Fidelity may face charges over trader's lavish fete
Gifts inquiry looks at allegations firms picked up part of tab
The extravagant bachelor party thrown for a Fidelity Investments trader in 2003 could land the mutual fund company in legal trouble, as well as some of the individuals involved, legal specialists said yesterday.
Fidelity could face civil charges of failing to properly supervise employees because the attendees at the bachelor party for trader Thomas H. Bruderman Jr., included Scott DeSano, who was the boss of the company's stock-trading operations at the time and had an obligation to ensure that company and industry policies against excessive entertainment were being followed, these specialists said.
Yesterday, the Wall Street Journal reported details of the March 2003 fete for Bruderman, which included a yacht cruise and hospitality at the swank Delano Hotel in Miami Beach, entertainment with a dwarf, and two women whom the paper said might be prostitutes. The paper also reported that tabs for various aspects of the party, such as airfare, were picked up by several firms and brokers that do trading business with Fidelity.
DeSano attended parts of the festivities that weekend, the paper reported, and added that sources close to DeSano said the former head trader did nothing inappropriate. DeSano was an usher for Bruderman, who in September 2003 married Sandra Kozlowski, daughter of former Tyco International chief executive Dennis Kozlowski, who was convicted of looting his former firm of $150 million.
Still, just DeSano's being there could be a problem for Fidelity, said Steve Thel, a professor of securities regulation at Fordham University School of Law. He said the level of entertainment at the bachelor party appeared to violate policies that he said Fidelity is supposed to have in place against employees accepting payments in the form of lavish partying, as well as National Association of Securities Dealers rules against brokers giving excessive entertainment.
''When a supervisor knows that his supervised people are contravening Fidelity rules and are receiving payments from brokers that are in contravention of NASD policies, that is a failure to supervise," Thel said.
But an official close to DeSano said the former head trader paid his own way to the party, attended only around one-third of the weekend's festivities and did not observe any misconduct on Bruderman's part, or that of anyone else at the party that would adversely affect Fidelity shareholders. The two were the only Fidelity employees at the party, this official said, and DeSano understood that Bruderman paid for his share of expenses that weekend.
The Bruderman bachelor party and Fidelity's supervisory issues are but one of many angles under investigation at the mutual fund firm. Among the issues under investigation by the US Securities and Exchange Commission is whether Fidelity failed to receive the best deals on stock trades because its traders were instead directing business to those brokers who lavished them with the best gifts and entertainment.

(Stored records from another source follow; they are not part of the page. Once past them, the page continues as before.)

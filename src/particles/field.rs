//! 粒子场
//!
//! 持有 N 个粒子的位置/速度缓冲区，在形状或数量变化时整体重建，
//! 并随时间推进模拟（烟花变体做重力积分）。同时持有由手势目标驱动
//! 的缩放/旋转指数平滑状态。
//!
//! 缓冲区由粒子场独占；重建时先在本地构造新缓冲区再整体替换，
//! 读取方不会看到半成品数组。

use glam::Vec3;
use rand::rngs::StdRng;
use rand::SeedableRng;

use crate::config::{FieldConfig, Rgb, MAX_PARTICLE_COUNT, MIN_PARTICLE_COUNT};
use crate::particles::shapes::{self, ParticleShape};

/// 缩放/旋转的指数平滑系数
///
/// 每个 tick 逼近目标值的 10%。已知限制：收敛速度与 `dt` 无关，
/// 未做帧率归一化。
const SMOOTHING_FACTOR: f32 = 0.1;

/// 烟花粒子 z 轴速度每秒衰减量（重力近似）
const GRAVITY: f32 = 0.5;

/// 缩放目标的下限
pub const MIN_SCALE: f32 = 0.5;
/// 缩放目标的上限
pub const MAX_SCALE: f32 = 2.0;

/// 粒子场
///
/// 所有输入在边界处防御性裁剪，任何操作都不会失败。
pub struct ParticleField {
    config: FieldConfig,
    positions: Vec<Vec3>,
    velocities: Vec<Vec3>,
    current_scale: f32,
    target_scale: f32,
    current_rotation: f32,
    target_rotation: f32,
    rng: StdRng,
    dirty: bool,
}

impl ParticleField {
    /// 按配置创建粒子场并生成初始缓冲区
    ///
    /// 越界配置被裁剪到有效范围。`seed` 存在时随机抖动完全可复现。
    pub fn new(config: FieldConfig) -> Self {
        let config = config.sanitized();
        let rng = match config.seed {
            Some(seed) => StdRng::seed_from_u64(seed),
            None => StdRng::from_entropy(),
        };

        let mut field = Self {
            config,
            positions: Vec::new(),
            velocities: Vec::new(),
            current_scale: 1.0,
            target_scale: 1.0,
            current_rotation: 0.0,
            target_rotation: 0.0,
            rng,
            dirty: false,
        };
        field.rebuild();
        field
    }

    /// 整体重建位置/速度缓冲区
    ///
    /// 新缓冲区先在本地完整构造，再一次性替换旧缓冲区。
    fn rebuild(&mut self) {
        let count = self.config.count;
        let shape = self.config.shape;

        let mut positions = Vec::with_capacity(count);
        let mut velocities = Vec::with_capacity(count);

        for index in 0..count {
            let (position, velocity) = shapes::generate(shape, index, count, &mut self.rng);
            positions.push(position);
            velocities.push(velocity.unwrap_or(Vec3::ZERO));
        }

        self.positions = positions;
        self.velocities = velocities;
        self.dirty = true;

        tracing::debug!(
            target: "field",
            "Rebuilt particle buffers: shape={}, count={}",
            shape.name(),
            count
        );
    }

    /// 设置缩放目标，裁剪到 `[0.5, 2.0]`
    pub fn set_scale(&mut self, scale: f32) {
        self.target_scale = scale.clamp(MIN_SCALE, MAX_SCALE);
    }

    /// 设置旋转目标（弧度，绕 Z 轴），不裁剪
    pub fn set_rotation(&mut self, rotation: f32) {
        self.target_rotation = rotation;
    }

    /// 设置粒子颜色
    pub fn set_color(&mut self, color: Rgb) {
        self.config.color = color.clamped();
    }

    /// 设置粒子数量；相同值为空操作，否则整体重建
    pub fn set_particle_count(&mut self, count: usize) {
        let count = count.clamp(MIN_PARTICLE_COUNT, MAX_PARTICLE_COUNT);
        if count == self.config.count {
            return;
        }
        self.config.count = count;
        self.rebuild();
    }

    /// 设置形状族；相同值为空操作，否则整体重建
    pub fn set_particle_shape(&mut self, shape: ParticleShape) {
        if shape == self.config.shape {
            return;
        }
        self.config.shape = shape;
        self.rebuild();
    }

    /// 推进一个模拟 tick
    ///
    /// 缩放与旋转分别向目标值做指数平滑；烟花形状还对位置做
    /// 欧拉积分并对 z 轴速度施加恒定重力。粒子不消亡、不回收，
    /// 无边界裁剪。
    pub fn advance(&mut self, dt: f32) {
        self.current_scale += (self.target_scale - self.current_scale) * SMOOTHING_FACTOR;
        self.current_rotation += (self.target_rotation - self.current_rotation) * SMOOTHING_FACTOR;

        if self.config.shape == ParticleShape::Firework {
            for (position, velocity) in self.positions.iter_mut().zip(self.velocities.iter_mut()) {
                *position += *velocity * dt;
                velocity.z -= GRAVITY * dt;
            }
            self.dirty = true;
        }
    }

    /// 粒子位置
    pub fn positions(&self) -> &[Vec3] {
        &self.positions
    }

    /// 位置缓冲区的扁平视图（每个粒子 3 个分量）
    pub fn positions_flat(&self) -> &[f32] {
        bytemuck::cast_slice(&self.positions)
    }

    /// 粒子速度（仅烟花形状有意义）
    pub fn velocities(&self) -> &[Vec3] {
        &self.velocities
    }

    /// 当前（平滑后）缩放
    pub fn scale(&self) -> f32 {
        self.current_scale
    }

    /// 当前（平滑后）旋转（弧度）
    pub fn rotation(&self) -> f32 {
        self.current_rotation
    }

    /// 粒子数量
    pub fn count(&self) -> usize {
        self.config.count
    }

    /// 当前形状族
    pub fn shape(&self) -> ParticleShape {
        self.config.shape
    }

    /// 当前颜色
    pub fn color(&self) -> Rgb {
        self.config.color
    }

    /// 当前配置
    pub fn config(&self) -> &FieldConfig {
        &self.config
    }

    /// 取走脏标记
    ///
    /// 返回自上次调用以来位置数据是否失效（重建或积分），
    /// 渲染端据此决定是否重新上传缓冲区。读取后标记清零。
    pub fn take_dirty(&mut self) -> bool {
        std::mem::take(&mut self.dirty)
    }
}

The NASD is looking into whether there were widespread violations within the brokerage community of its rules against excessive gifts. Meanwhile, the US attorney in Boston is conducting a criminal probe of the matter, including whether brokers offered Fidelity traders drugs as a reward for getting the firm's business.
Bruderman left Fidelity in December, when the firm said it had disciplined 14 others, including DeSano, for violations of the firm's gifts and gratuities policies. Bruderman's attorneys did not return calls seeking comment.
DeSano was reassigned last week to another job inside Fidelity that does not involve its trading operation, and five other traders have also left since the investigation began last year.
Spokesman Vin Loporchio said Fidelity could not comment on the investigation. But he said it is ''important to note that we have policies and procedures in place that address professional conduct, as well as conflicts of interest and unlawful behavior, and we monitor regulatory compliance. We have clearly taken prompt action in the gifts and gratuities investigation to address the issues, including dismissals and departures of traders from the firm."
Professor Joseph Franco, director of the financial services law concentration at Suffolk University, said ''the fact that DeSano was at one of these parties is a potentially unfavorable fact for Fidelity. Under securities law, Fidelity has supervisory responsibility to oversee the conduct of its employees, and if the circumstances are sufficiently suspicious, that could be a problem for Fidelity, depending on which supervisory employees knew what at the time."
But Charles Elson, director of the Weinberg Center for Corporate Governance at the University of Delaware, said it is not obvious Fidelity failed to properly supervise its employees. First, investigators have to establish how well or poorly Fidelity developed and policed policies against such behavior.